Liberty for All! Really?

Liberty for All! Really?

There is no denying the existence of slavery and racist notions, which are so interwoven in the fabric of both American and Confederate history. However, such is often misunderstood and proportionately misplaced; wrongly painting the South as a  racist, bigoted, morally inferior, and villainous foe to the otherwise glorious emancipating North. Such is not the case!

While we intend to present a more accurate and balanced perspective in regards to slavery and racism in our joint culture and heritage, we cannot deny that racism, and more so slavery, existed in the South.  Now, before any of you federalists and unionists get all exited just hold up  a cotton pick’n minute now. Nary an honest student of history can deny that slavery, and more so racism, existed in the North! Indeed, though a cause assumed for political advantage and moral support, the Union itself cared not for the plight of the slave except as it might prosper their own agenda in reclaiming the recently seceded States, and the continued profits to be made from them. Indeed greed is the root of all evil (see 1 Timothy 6:10)!

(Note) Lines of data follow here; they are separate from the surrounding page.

//! Message tool: lets the agent send a message proactively.
//!
//! Without an explicit target the message goes to the conversation the
//! current turn came from.

use std::sync::{Arc, Mutex};

use async_trait::async_trait;
use nanoclaw_core::bus::{MessageBus, OutboundMessage};
use nanoclaw_core::error::ToolError;
use nanoclaw_core::tool::{Tool, ToolContext, ToolResult};
use tracing::debug;

pub struct MessageTool {
    bus: Arc<MessageBus>,
    context: Mutex<Option<ToolContext>>,
}

impl MessageTool {
    pub fn new(bus: Arc<MessageBus>) -> Self {
        Self {
            bus,
            context: Mutex::new(None),
        }
    }
}

#[async_trait]
impl Tool for MessageTool {
    fn name(&self) -> &str {
        "message"
    }

    fn description(&self) -> &str {
        "Send a message to the user. Defaults to the current conversation; \
         channel and chat_id may name another one."
    }

    fn parameters_schema(&self) -> serde_json::Value {
        serde_json::json!({
            "type": "object",
            "properties": {
                "content": {
                    "type": "string",
                    "description": "The message content to send"
                },
                "channel": {
                    "type": "string",
                    "description": "Optional target channel (telegram, cli, ...)"
                },
                "chat_id": {
                    "type": "string",
                    "description": "Optional target chat ID"
                }
            },
            "required": ["content"]
        })
    }

    fn set_context(&self, context: &ToolContext) {
        *self
            .context
            .lock()
            .unwrap_or_else(|poisoned| poisoned.into_inner()) = Some(context.clone());
    }

    async fn execute(&self, arguments: serde_json::Value) -> Result<ToolResult, ToolError> {
        let content = arguments["content"]
            .as_str()
            .ok_or_else(|| ToolError::InvalidArguments("Missing 'content' argument".into()))?;

        let current = self
            .context
            .lock()
            .unwrap_or_else(|poisoned| poisoned.into_inner())
            .clone();

        let channel = arguments["channel"]
            .as_str()
            .map(str::to_string)
            .or_else(|| current.as_ref().map(|c| c.channel.clone()));
        let chat_id = arguments["chat_id"]
            .as_str()
            .map(str::to_string)
            .or_else(|| current.as_ref().map(|c| c.chat_id.clone()));

        let (Some(channel), Some(chat_id)) = (channel, chat_id) else {
            return Ok(ToolResult::error("No target channel/chat specified"));
        };

        self.bus
            .publish_outbound(OutboundMessage::new(&channel, &chat_id, content))
            .map_err(|e| ToolError::ExecutionFailed {
                tool_name: "message".into(),
                reason: e.to_string(),
            })?;

        debug!(channel = %channel, chat = %chat_id, "Proactive message queued");
        Ok(ToolResult::ok(format!("Message sent to {channel}:{chat_id}")))
    }
}

#[cfg(test)]
mod tests {
    use super::*;
    use nanoclaw_core::bus::Received;
    use serde_json::json;
    use std::time::Duration;

    #[tokio::test]
    async fn sends_to_current_conversation() {
        let bus = Arc::new(MessageBus::new());
        let tool = MessageTool::new(bus.clone());
        tool.set_context(&ToolContext::new("telegram", "555"));

        let result = tool.execute(json!({"content": "done!"})).await.unwrap();
        assert_eq!(result.output, "Message sent to telegram:555");

        match bus.consume_outbound(Duration::from_millis(50)).await {
            Received::Message(msg) => {
                assert_eq!(msg.channel, "telegram");
                assert_eq!(msg.chat_id, "555");
                assert_eq!(msg.content, "done!");
            }
            _ => panic!("expected an outbound message"),
        }
    }

    #[tokio::test]
    async fn explicit_target_wins() {
        let bus = Arc::new(MessageBus::new());
        let tool = MessageTool::new(bus.clone());
        tool.set_context(&ToolContext::new("telegram", "555"));

        tool.execute(json!({"content": "hi", "channel": "discord", "chat_id": "42"}))
            .await
            .unwrap();
        match bus.consume_outbound(Duration::from_millis(50)).await {
            Received::Message(msg) => assert_eq!(msg.channel, "discord"),
            _ => panic!("expected an outbound message"),
        }
    }

    #[tokio::test]
    async fn no_context_no_target_is_soft_error() {
        let tool = MessageTool::new(Arc::new(MessageBus::new()));
        let result = tool.execute(json!({"content": "hello"})).await.unwrap();
        assert!(!result.success);
        assert_eq!(result.output, "Error: No target channel/chat specified");
    }
}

The question of the morality or immorality of slavery, though disconcerting as it is to our modern paradigm, is not easily answered. Indeed, the existence of slavery cannot be held to be intrinsically immoral in and of itself by any God fearing, Bible believing individual. After all, God gives precedent for it’s existence and use when He permitted it among His chosen people, Israel,  by dictating legislation concerning the proper use thereof through His servant Moses. (see Exodus 21:1-16) Furthermore, Christ’s own apostle recognizes the existence of slavery among believers, with some being master and others slave (see 1 Timothy 6:1-2). Oddly enough, He doesn’t demoralize the slave owner. Nor does he instigate an uprising. Rather, he instructs them both in a way which affirms to us that slavery and faith can peacefully coexist.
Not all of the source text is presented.